Siempre he pensado que una de las mayores tragedias del ser humano es morir de hambre. Es muy duro ver acercarse a la Parca con la lentitud y la agonía propias de ese ser del Apocalipsis que nos retrató algún evangelista y/o iluminado. ¡Claro que debemos interpretarlo como un hecho tremendo, como también debemos observar y catalogar como una maldición el hecho que constata la tolerancia que todos, cada uno desde su atalaya, desde su responsabilidad, practicamos desde un mal llamado Primer Mundo! No debemos asumir con dura impotencia lo que afirmativamente tiene remedio.

Miles de recursos son sobreexplotados todos los días, para precisamente cada jornada acabar en un basurero. Es la locura del consumismo, que, por excesivo, produce más de la cuenta para tirar más de lo que reconocemos, de modo que, como resultado de todo ello, falta lo más mínimo a cinco sextas partes de la Humanidad, un concepto que pierde en algunos territorios el valor intrínseco que alberga.
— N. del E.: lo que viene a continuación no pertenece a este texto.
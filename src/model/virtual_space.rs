use std::path::{Path, PathBuf};
use std::str::FromStr;

use bitflags::bitflags;
use tracing::{debug, trace, warn};

use crate::common::collections::BTreeSet;
use crate::common::config::layouts_dir;
use crate::common::store::{self, ConfigStore};
use crate::layout_engine::region::fullscreen_region;
use crate::layout_engine::serialize::{load_layout, save_layout};
use crate::layout_engine::{
    BspTree, DEFAULT_OPTIMAL_RATIO, Direction, LayoutFileError, NodeId, Padding, Region, ScreenInsets, SpaceMode,
    SpawnPosition, SplitSettings,
};
use crate::sys::geometry::Rect;
use crate::sys::screen::{Display, SpaceId, SpaceInfo};
use crate::sys::window_server::WindowId;

bitflags! {
    #[derive(Debug, Clone, Copy, PartialEq, Eq, Default)]
    pub struct SpaceFlags: u8 {
        /// Regions are stale and must be recomputed before the next layout.
        const NEEDS_RECOMPUTE = 1 << 0;
        /// Padding is ignored until toggled back on.
        const OFFSETS_DISABLED = 1 << 1;
        /// Existing windows have been tiled in once.
        const INITIALIZED = 1 << 2;
    }
}

/// Per-space settings resolved from the config store when the space is
/// first seen.
#[derive(Debug, Clone, PartialEq)]
pub struct SpaceConfig {
    pub mode: SpaceMode,
    pub padding: Padding,
    pub gap: f64,
    pub layout: Option<PathBuf>,
    /// Threshold for `optimal` splits in a restored layout.
    pub optimal_ratio: f64,
}

impl Default for SpaceConfig {
    fn default() -> Self {
        Self {
            mode: SpaceMode::Bsp,
            padding: Padding::default(),
            gap: 0.0,
            layout: None,
            optimal_ratio: DEFAULT_OPTIMAL_RATIO,
        }
    }
}

impl SpaceConfig {
    pub fn resolve(store: &ConfigStore, desktop_index: usize) -> Self {
        let float = |name: &str| store.resolve_float(desktop_index, name).unwrap_or(0.0);
        let mode = match store.resolve_string(desktop_index, store::MODE) {
            Some(raw) => SpaceMode::from_str(&raw).unwrap_or_else(|_| {
                warn!(desktop_index, mode = %raw, "unknown space mode, using bsp");
                SpaceMode::Bsp
            }),
            None => SpaceMode::Bsp,
        };
        Self {
            mode,
            padding: Padding {
                top: float(store::PADDING_TOP),
                bottom: float(store::PADDING_BOTTOM),
                left: float(store::PADDING_LEFT),
                right: float(store::PADDING_RIGHT),
            },
            gap: float(store::GAP),
            layout: store
                .resolve_string(desktop_index, store::LAYOUT)
                .map(|p| resolve_layout_path(Path::new(&p))),
            optimal_ratio: DEFAULT_OPTIMAL_RATIO,
        }
    }
}

/// Relative layout paths live in the data directory.
pub fn resolve_layout_path(path: &Path) -> PathBuf {
    if path.is_absolute() { path.to_path_buf() } else { layouts_dir().join(path) }
}

/// Where the next tiled window goes: next to `node`, optionally on a
/// chosen side.
#[derive(Debug, Clone, Copy, PartialEq, Eq)]
pub struct InsertionPoint {
    pub node: NodeId,
    pub direction: Option<Direction>,
}

#[derive(Debug, Clone, Copy, PartialEq, Eq)]
pub enum PreselectionKind {
    Swap,
    Resize,
}

/// Nodes highlighted while a drag is in progress.
#[derive(Debug, Clone, PartialEq, Eq)]
pub struct Preselection {
    pub kind: PreselectionKind,
    pub nodes: Vec<NodeId>,
}

/// One (monitor, desktop) pairing and everything tiled on it.
#[derive(Debug)]
pub struct VirtualSpace {
    pub id: SpaceId,
    pub desktop_index: usize,
    pub mode: SpaceMode,
    pub padding: Padding,
    pub gap: f64,
    pub layout_path: Option<PathBuf>,
    pub flags: SpaceFlags,
    pub tree: BspTree,
    pub preselection: Option<Preselection>,
    insertion: Option<InsertionPoint>,
    temporary_ratio: Option<f64>,
    floating: BTreeSet<WindowId>,
    display: Display,
    insets: ScreenInsets,
}

impl VirtualSpace {
    pub fn new(info: SpaceInfo, display: Display, insets: ScreenInsets, config: SpaceConfig) -> Self {
        let mut space = Self {
            id: info.id,
            desktop_index: info.desktop_index,
            mode: config.mode,
            padding: config.padding,
            gap: config.gap,
            layout_path: config.layout,
            flags: SpaceFlags::empty(),
            tree: BspTree::default(),
            preselection: None,
            insertion: None,
            temporary_ratio: None,
            floating: BTreeSet::new(),
            display,
            insets,
        };
        space.tree = BspTree::new(space.bounds(), space.gap).with_optimal_ratio(config.optimal_ratio);
        if let Some(path) = space.layout_path.clone() {
            match load_layout(&path, space.bounds(), space.gap, config.optimal_ratio) {
                Ok(tree) => space.tree = tree,
                Err(e) => warn!(space = %space.id, path = %path.display(), "could not restore layout: {e}"),
            }
        }
        debug!(space = %space.id, mode = %space.mode, "created virtual space");
        space
    }

    pub fn display(&self) -> &Display { &self.display }

    /// Root rectangle for the tree.
    pub fn bounds(&self) -> Region {
        let padding = if self.flags.contains(SpaceFlags::OFFSETS_DISABLED) {
            Padding::default()
        } else {
            self.padding
        };
        fullscreen_region(&self.display, &self.insets, &padding)
    }

    /// Display area without padding, used for zoom-to-fullscreen of floating
    /// windows and warp targets.
    pub fn usable_area(&self) -> Rect {
        fullscreen_region(&self.display, &self.insets, &Padding::default()).rect
    }

    /// Recomputes every region from the current display, padding and gap.
    pub fn recompute(&mut self) {
        self.tree.set_bounds(self.bounds(), self.gap);
        self.flags.remove(SpaceFlags::NEEDS_RECOMPUTE);
    }

    pub fn update_screen(&mut self, display: Display, insets: ScreenInsets) {
        if self.display != display || self.insets != insets {
            self.display = display;
            self.insets = insets;
            self.flags.insert(SpaceFlags::NEEDS_RECOMPUTE);
        }
    }

    pub fn ensure_recomputed(&mut self) {
        if self.flags.contains(SpaceFlags::NEEDS_RECOMPUTE) {
            self.recompute();
        }
    }

    pub fn is_floating(&self, window: WindowId) -> bool { self.floating.contains(&window) }

    pub fn floating_windows(&self) -> impl Iterator<Item = WindowId> + '_ {
        self.floating.iter().copied()
    }

    pub fn set_floating(&mut self, window: WindowId, floating: bool) {
        if floating {
            self.floating.insert(window);
        } else {
            self.floating.remove(&window);
        }
    }

    /// Every window this space knows about, tiled first.
    pub fn windows(&self) -> Vec<WindowId> {
        let mut windows = self.tree.windows();
        windows.extend(self.floating.iter().copied());
        windows
    }

    pub fn contains(&self, window: WindowId) -> bool {
        self.tree.contains(window) || self.floating.contains(&window)
    }

    pub fn insertion_point(&self) -> Option<InsertionPoint> {
        self.insertion.filter(|p| self.tree.get(p.node).is_some())
    }

    /// Tracks the focused window as the insertion point, keeping any pending
    /// direction only when the node does not change.
    pub fn set_insertion_node(&mut self, node: Option<NodeId>) {
        self.insertion = match (node, self.insertion) {
            (Some(n), Some(p)) if p.node == n => Some(p),
            (Some(n), _) => Some(InsertionPoint { node: n, direction: None }),
            (None, _) => None,
        };
    }

    pub fn set_insertion_direction(&mut self, node: NodeId, direction: Option<Direction>) {
        self.insertion = Some(InsertionPoint { node, direction });
    }

    /// Region the next window would take for a pending directional
    /// insertion.
    pub fn insertion_preview(&self) -> Option<Region> {
        let point = self.insertion_point()?;
        let direction = point.direction?;
        let parent = self.tree.region(point.node)?.rect;
        let side = if direction.is_forward() {
            crate::layout_engine::region::Side::Second
        } else {
            crate::layout_engine::region::Side::First
        };
        Some(crate::layout_engine::region::child_region(
            &parent,
            0.5,
            direction.crossed_split(),
            side,
            self.gap,
        ))
    }

    pub fn set_temporary_ratio(&mut self, ratio: f64) { self.temporary_ratio = Some(ratio); }

    pub fn temporary_ratio(&self) -> Option<f64> { self.temporary_ratio }

    /// Tiles `window` at the insertion point. A pending insertion direction
    /// and temporary ratio are consumed by this call.
    pub fn tile(&mut self, window: WindowId, defaults: &SplitSettings) -> Option<NodeId> {
        let mut settings = *defaults;
        let point = self.insertion_point();
        if let Some(direction) = point.and_then(|p| p.direction) {
            settings.split = direction.crossed_split();
            settings.spawn =
                if direction.is_forward() { SpawnPosition::Right } else { SpawnPosition::Left };
        }
        if let Some(ratio) = self.temporary_ratio {
            settings.ratio = ratio;
        }
        let node = self.tree.tile_in(window, point.map(|p| p.node), &settings)?;
        self.floating.remove(&window);
        if point.is_some_and(|p| p.direction.is_some()) {
            self.insertion = Some(InsertionPoint { node, direction: None });
        }
        self.temporary_ratio = None;
        trace!(space = %self.id, ?window, "tiled window");
        Some(node)
    }

    /// Removes `window` from the tree and the floating set.
    pub fn forget(&mut self, window: WindowId) -> bool {
        let floated = self.floating.remove(&window);
        let tiled = self.tree.contains(window);
        if tiled {
            self.tree.untile(window);
        }
        if self.insertion_point().is_none() {
            self.insertion = None;
        }
        if let Some(pre) = &self.preselection {
            if pre.nodes.iter().any(|n| self.tree.get(*n).is_none()) {
                self.preselection = None;
            }
        }
        floated || tiled
    }

    /// Target frames for every tiled window. Floating windows and spaces in
    /// float mode are left alone.
    pub fn frames(&self) -> Vec<(WindowId, Rect)> {
        match self.mode {
            SpaceMode::Float => Vec::new(),
            SpaceMode::Monocle => self.tree.frames(true),
            SpaceMode::Bsp => self.tree.frames(false),
        }
    }

    pub fn set_mode(&mut self, mode: SpaceMode) {
        if self.mode != mode {
            debug!(space = %self.id, from = %self.mode, to = %mode, "space mode changed");
            self.mode = mode;
        }
    }

    pub fn toggle_offsets(&mut self) {
        self.flags.toggle(SpaceFlags::OFFSETS_DISABLED);
        self.recompute();
    }

    pub fn adjust_padding(&mut self, delta: f64) {
        self.padding = self.padding.adjusted(delta);
        self.recompute();
    }

    pub fn adjust_gap(&mut self, delta: f64) {
        self.gap = (self.gap + delta).max(0.0);
        self.recompute();
    }

    pub fn save_layout(&self, path: &Path) -> Result<(), LayoutFileError> {
        save_layout(&self.tree, path)
    }

    /// Replaces the tree with the shape stored at `path` and re-tiles the
    /// current windows into it in order.
    pub fn load_layout(&mut self, path: &Path, defaults: &SplitSettings) -> Result<(), LayoutFileError> {
        let windows = self.tree.windows();
        self.tree = load_layout(path, self.bounds(), self.gap, defaults.optimal_ratio)?;
        self.insertion = None;
        self.preselection = None;
        for window in windows {
            self.tree.tile_in(window, None, defaults);
        }
        self.layout_path = Some(path.to_path_buf());
        Ok(())
    }

    /// Nodes in the current preselection and their rectangles.
    pub fn preselection_rects(&self) -> Vec<Rect> {
        let Some(pre) = &self.preselection else {
            return Vec::new();
        };
        pre.nodes
            .iter()
            .filter_map(|n| self.tree.display_region(*n).or_else(|| self.tree.region(*n)))
            .map(|r| r.rect)
            .collect()
    }
}
use crate::actor::reactor::placement::{self, neighbor};
use crate::actor::reactor::query::QueryHandler;
use crate::actor::reactor::{Reactor, ReactorError};
use crate::common::store;
use crate::ipc::command::{
    ConfigCommand, DesktopCommand, DesktopToggle, MonitorCommand, RuleCommand, Target,
    WindowCommand, WindowToggle,
};
use crate::ipc::Command;
use crate::layout_engine::binary_tree::{MAX_RATIO, MIN_RATIO};
use crate::layout_engine::{Direction, RatioAdjustment, SpaceMode, SpawnPosition, Zoom};
use crate::model::virtual_space::resolve_layout_path;
use crate::model::{SpaceConfig, WindowRule};
use crate::sys::screen::{SpaceInfo, order_displays_by_position};
use crate::sys::window_server::WindowId;

type CommandResult = Result<String, ReactorError>;

fn done() -> CommandResult { Ok(String::new()) }

/// Stores `value` in `slot`, reporting whether it differed.
fn replace(slot: &mut f64, value: f64) -> bool {
    let changed = *slot != value;
    *slot = value;
    changed
}

pub struct CommandEventHandler;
Si hay algo (¡nos topamos con más desastres!) que no se entiende en el siglo XXI es el hambre, como tampoco es de recibo esa infamia de que haya ciudadanos y ciudadanas de segunda, tercera, cuarta o quinta clase a la hora de afrontar y sufrir determinadas enfermedades, para las que hay cuidados que implican su extinción o que, por lo menos, son de tipo paliativo. No hay derecho a que esto ocurra. No es justo que miremos para otro lado.

Un gran número de iniciativas ciudadanas, que parten de multitud de Organizaciones No Gubernamentales, tratan de contener las consecuencias de la avaricia de unos pocos. Recordemos que «el hambre que no tiene hartura no es hambre pura». Es claro que no ayuda el silencio de un porcentaje mucho mayor.

La callada por respuesta nunca es rentable, y, en este caso, aún menos. Asistimos cada jornada a las frías estadísticas de algunos espacios audiovisuales que buscan en el amarillismo y en lo truculento sus mejores y más atractivos menús. El hambre vende, como vende la opulencia y la descarnada soberbia de quienes se creen (o nos creemos) más por ser más afortunados en cuanto al lugar de nacimiento y las condiciones familiares. Todo es variable, amén de relativo. Contemplar con oportunidad y óptica es lo conveniente.

Además, miles de recursos energéticos, miles de toneladas ´polucionantes´, infectan un planeta que cada vez es menos azul por la acción de unas sociedades que miran por encima del hombro a los que menos poseen. Por eso quizá les regalamos una buena dosis de nuestra contaminación. Aquí sí somos solidarios, y la hacemos suya igualmente. Incluso decimos compensarles por ello. No nos escondemos.

Las técnicas comunicativas fallan a la hora de subrayar que todos somos iguales de verdad. Deberíamos, indudablemente, alejarnos de quienes piensan, como en la fábula de George Orwell, que algunos son más iguales que otros. Con este último aserto nunca podemos estar de acuerdo, pues, antes o después, la diosa Fortuna nos lo puede explicar en negativo y convertirnos en esos últimos que nos refería Bertolt Brecht.

Es difícilmente explicable el hecho de que millones de personas y, especialmente, niños padezcan y mueran de hambre todos los años. Hay recursos en esta sociedad desarrollada para que ello no sea así. Soportar esa simiente dolorosa e indecente es someternos a un destino donde la mirada se tercia horrorizada. Podemos hacer mucho, todo, para cambiar, para cambiarnos.